The auditorium and its balcony are located in the central arm of the "E" are accessible from the main front corridor from the second and the balcony from the third floor.

The gymnasium was built in 1924 and is a five-by-six bay, rectangular plan, steel framed structure with masonry back up. The original steel trusses are extant and support a slightly barrel arched wooden ceiling and roof. The Gothic Revival style building is ornamented with cast stone decorative elements including gothic arched doorways, a crenellated parapet, brick buttresses on the side elevations and elaborate cast stone detailing on the front facade.

The interior of the gym is full height with exposed steel trusses. The ceiling is wooden. On the opposite end from the front entry doors is an elevated stage. Along the two sidewalls is a viewing balcony with access stairs on each end.

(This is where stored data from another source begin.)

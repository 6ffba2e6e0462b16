//! Nostr group data extension
//!
//! Transport metadata carried in the group context. It is encoded as its own
//! versioned record so it can be previewed and exported without touching
//! roster or secret material.

use super::codec;
use super::errors::{MlsError, MlsResult};
use super::types::NostrGroupId;
use serde::{Deserialize, Serialize};

const GROUP_DATA_MAGIC: &[u8; 4] = b"RMGD";
const GROUP_DATA_VERSION: u8 = 1;

/// Group name, description, admins and relays
#[derive(Debug, Clone, PartialEq, Eq, Serialize, Deserialize)]
pub struct NostrGroupData {
    /// Transport-layer address of the group
    pub nostr_group_id: NostrGroupId,
    pub name: String,
    pub description: String,
    /// Identities allowed to commit membership changes
    pub admin_identities: Vec<String>,
    pub relays: Vec<String>,
}

impl NostrGroupData {
    pub fn new(
        name: impl Into<String>,
        description: impl Into<String>,
        admin_identities: Vec<String>,
        relays: Vec<String>,
    ) -> Self {
        Self {
            nostr_group_id: NostrGroupId::random(),
            name: name.into(),
            description: description.into(),
            admin_identities,
            relays,
        }
    }

    pub fn is_admin(&self, identity: &str) -> bool {
        self.admin_identities.iter().any(|admin| admin == identity)
    }

    pub fn encode(&self) -> MlsResult<Vec<u8>> {
        codec::encode_framed(GROUP_DATA_MAGIC, GROUP_DATA_VERSION, self)
    }

    pub fn decode(bytes: &[u8]) -> MlsResult<Self> {
        codec::decode_framed(GROUP_DATA_MAGIC, GROUP_DATA_VERSION, bytes)
            .map_err(|e| MlsError::Serialization(format!("Invalid group data: {}", e)))
    }
}

#[cfg(test)]
mod tests {
    use super::*;

    #[test]
    fn test_group_data_encoding() {
        let data = NostrGroupData::new(
            "Test Group",
            "A test group",
            vec!["alice".to_string()],
            vec!["wss://relay.example".to_string()],
        );

        let decoded = NostrGroupData::decode(&data.encode().unwrap()).unwrap();
        assert_eq!(decoded, data);
        assert!(decoded.is_admin("alice"));
        assert!(!decoded.is_admin("bob"));
    }

    #[test]
    fn test_group_data_rejects_foreign_record() {
        assert!(NostrGroupData::decode(b"RMKP\x01garbage").is_err());
        assert!(NostrGroupData::decode(&[]).is_err());
    }
}
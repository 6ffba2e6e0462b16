//! Ciphersuite Provider Trait
//!
//! Defines the primitive cryptography the engine consumes. The engine never
//! touches a concrete signature, HPKE or AEAD implementation directly; every
//! call goes through this trait so the suite can be swapped or mocked.

use crate::core_mls::errors::MlsResult;
use serde::{Deserialize, Serialize};
use zeroize::{Zeroize, ZeroizeOnDrop};

/// Numeric ciphersuite identifier
pub type CiphersuiteId = u16;

/// Numeric extension identifier
pub type ExtensionType = u16;

/// MLS_128_DHKEMX25519_AES128GCM_SHA256_Ed25519
pub const MLS_128_DHKEMX25519_AES128GCM_SHA256_ED25519: CiphersuiteId = 0x0001;

/// Required capabilities extension
pub const EXTENSION_REQUIRED_CAPABILITIES: ExtensionType = 0x0003;

/// Last-resort key package marker
pub const EXTENSION_LAST_RESORT: ExtensionType = 0x000A;

/// Transport metadata for relay-addressed groups
pub const EXTENSION_NOSTR_GROUP_DATA: ExtensionType = 0xF2EE;

/// Human readable extension name
pub fn extension_name(extension: ExtensionType) -> &'static str {
    match extension {
        EXTENSION_REQUIRED_CAPABILITIES => "RequiredCapabilities",
        EXTENSION_LAST_RESORT => "LastResort",
        EXTENSION_NOSTR_GROUP_DATA => "NostrGroupData",
        _ => "Unknown",
    }
}

/// HPKE output: encapsulated key plus AEAD ciphertext
#[derive(Debug, Clone, PartialEq, Eq, Serialize, Deserialize)]
pub struct HpkeCiphertext {
    pub kem_output: Vec<u8>,
    pub ciphertext: Vec<u8>,
}

/// HPKE key pair, private half zeroized on drop
#[derive(Clone, Zeroize, ZeroizeOnDrop)]
pub struct HpkeKeyPair {
    #[zeroize(skip)]
    pub public: Vec<u8>,
    pub private: Vec<u8>,
}

/// Signature key pair, private half zeroized on drop
#[derive(Clone, Zeroize, ZeroizeOnDrop)]
pub struct SignatureKeyPair {
    #[zeroize(skip)]
    pub public: Vec<u8>,
    pub private: Vec<u8>,
}

/// Cryptographic primitives for one fixed ciphersuite
///
/// Implementations must be deterministic for `hash`, `kdf_*`, `sign` and
/// `aead_*` given identical inputs, and draw all randomness from a CSPRNG.
pub trait CiphersuiteProvider: Send + Sync {
    /// Ciphersuite identifier
    fn suite_id(&self) -> CiphersuiteId;

    /// Ciphersuite name as registered with IANA
    fn suite_name(&self) -> &'static str;

    /// Extensions this provider's engine understands
    fn supported_extensions(&self) -> Vec<ExtensionType>;

    /// Output size of `hash` and `kdf_extract`
    fn hash_len(&self) -> usize;

    /// AEAD key size
    fn aead_key_len(&self) -> usize;

    /// AEAD nonce size
    fn aead_nonce_len(&self) -> usize;

    /// Cryptographically secure random bytes
    fn random_bytes(&self, n: usize) -> Vec<u8>;

    /// Ciphersuite hash function
    fn hash(&self, data: &[u8]) -> Vec<u8>;

    /// HKDF-Extract
    fn kdf_extract(&self, salt: &[u8], ikm: &[u8]) -> Vec<u8>;

    /// HKDF-Expand
    fn kdf_expand(&self, prk: &[u8], info: &[u8], len: usize) -> MlsResult<Vec<u8>>;

    /// Generate a signature key pair
    fn generate_signature_keypair(&self) -> SignatureKeyPair;

    /// Sign `message` with a raw private key
    fn sign(&self, private_key: &[u8], message: &[u8]) -> MlsResult<Vec<u8>>;

    /// Verify `signature` over `message`
    fn verify(&self, public_key: &[u8], message: &[u8], signature: &[u8]) -> MlsResult<()>;

    /// Generate an HPKE key pair
    fn generate_hpke_keypair(&self) -> HpkeKeyPair;

    /// HPKE single-shot seal to `recipient_public`
    fn hpke_seal(
        &self,
        recipient_public: &[u8],
        info: &[u8],
        aad: &[u8],
        plaintext: &[u8],
    ) -> MlsResult<HpkeCiphertext>;

    /// HPKE single-shot open with `recipient_private`
    fn hpke_open(
        &self,
        recipient_private: &[u8],
        info: &[u8],
        aad: &[u8],
        ciphertext: &HpkeCiphertext,
    ) -> MlsResult<Vec<u8>>;

    /// AEAD seal
    fn aead_seal(&self, key: &[u8], nonce: &[u8], aad: &[u8], plaintext: &[u8])
        -> MlsResult<Vec<u8>>;

    /// AEAD open
    fn aead_open(&self, key: &[u8], nonce: &[u8], aad: &[u8], ciphertext: &[u8])
        -> MlsResult<Vec<u8>>;
}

The balcony is wooden and has wooden bleachers. The perimeter walls of the building are brick and the interior walls are plastered. There are decorative plaster capitals below the anchor point of each of the metal trusses. The windows are steel, multi-light casement windows. Behind the stage in each corner is a metal staircase that leads to small offices on the second floor.

The 1955 Music Building was designed by Easterwood and Easterwood architects and is a one-story, mid-century modern structure clad in buff brick. There is a breezeway along the facade closest to the gymnasium supported by slender metal columns. Some of the windows have been sealed along the North 9" Street facade and several of the planter boxes on this facade are deteriorated. On the interior, the walls have been covered with paneling and a drop ceiling has been installed.

Two new suburban high schools, the new Waco High School and Jefferson Moore High School, opened in time for the start of the 1971-1972 school year and rendered this building obsolete for use as a high school. WISD maintained the building in its inventory as the Metropolitan Learning Center from 1981 to 1987 and then as an Alternative High School from 1988 to 1991. WISD struggled to find a use for the building and unfortunately a joint venture with a private firm to turn the building into an educational center in the early 2000s was short lived and failed. The building has stood vacant ever since and was purchased by the current owners in October of 2007. The current owner is developing plans to rehabilitate the building. The school building and gymnasium will be rehabilitated into residential rental units. A new use for the Music Building has not yet been determined.